Figure 7.

(A,B) Snapshots from all-atom MD simulations comparing mutual orientations of the two monomers in dimers of the WT (A) and F220C (B) constructs. TM5 and TM6 helices are shown in purple and silver, respectively. The rest of the protein is in transparent white color. Solid lines connect C_α atoms of residues 200 and 234 (yellow spheres) used to define the orientation of TM5 helix in each monomer (see text). (C) Probability distributions of the splay angle α between the two TM5 helices in the dimers of various constructs described in the text. The color coding of the systems follows the same pattern as in Fig. 6. The results for each replicate are shown separately (i.e. 6 plots per constructs). (D) Histogram of water counts in the interior of each monomer of the WT (Modes 1 and 2) and F220C dimers. For this analysis, in each trajectory, for a given dimer, water oxygen atoms within 7 Å of the sidechains of residues 264, 268, 272, 127, and 131 were counted in each monomer. The data was then combined for two monomers and for all the trajectories per construct (i.e. WT 1, WT 2, and F220C) and binned using a bin size of 2. (E) Histogram of C_α-C_α distance between residues 252 and 308 on each monomer of the WT (Modes 1 and 2) and F220C dimers.
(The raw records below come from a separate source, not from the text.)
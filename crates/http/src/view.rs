//! Server-side HTML rendering.

use axum::response::Html;
use minijinja::Environment;
use serde::Serialize;

use crate::error::AppError;

/// Template registry. Templates named `*.html` are auto-escaped.
pub struct Views {
    env: Environment<'static>,
}

impl Views {
    pub fn new() -> Self {
        Self {
            env: Environment::new(),
        }
    }

    /// Register a template, compiling it eagerly so syntax errors surface at startup.
    pub fn add(&mut self, name: &'static str, source: &'static str) -> anyhow::Result<()> {
        self.env
            .add_template(name, source)
            .map_err(|e| anyhow::anyhow!("failed to compile template '{name}': {e}"))
    }

    /// Render `name` with a serializable context.
    pub fn render<S: Serialize>(&self, name: &str, context: S) -> Result<Html<String>, AppError> {
        let template = self
            .env
            .get_template(name)
            .map_err(|e| AppError::Internal(anyhow::Error::new(e)))?;

        template
            .render(context)
            .map(Html)
            .map_err(|e| AppError::Internal(anyhow::anyhow!("failed to render '{name}': {e}")))
    }
}

impl Default for Views {
    fn default() -> Self {
        Self::new()
    }
}

#[cfg(test)]
mod tests {
    use super::*;
    use minijinja::context;

    #[test]
    fn renders_with_autoescape() {
        let mut views = Views::new();
        views.add("hello.html", "<p>{{ name }}</p>").unwrap();

        let Html(body) = views
            .render("hello.html", context! { name => "<b>Vélo" })
            .unwrap();
        assert_eq!(body, "<p>&lt;b&gt;Vélo</p>");
    }

    #[test]
    fn broken_template_fails_registration() {
        let mut views = Views::new();
        assert!(views.add("broken.html", "{% if %}").is_err());
    }

    #[test]
    fn unknown_template_is_internal_error() {
        let views = Views::new();
        assert!(matches!(
            views.render("missing.html", ()),
            Err(AppError::Internal(_))
        ));
    }
}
To construct the histogram, the data for each monomer and for all trajectories of each construct was combined and binned using a bin size of 1 Å. (F) A snapshot of the F220C dimer as in panel B, highlighting water penetration (yellow spheres show water oxygens in the protein interior) and the distance between TM6-TM7 distance reported in panel E (blue spheres are C_α atoms of residues 252 and 308).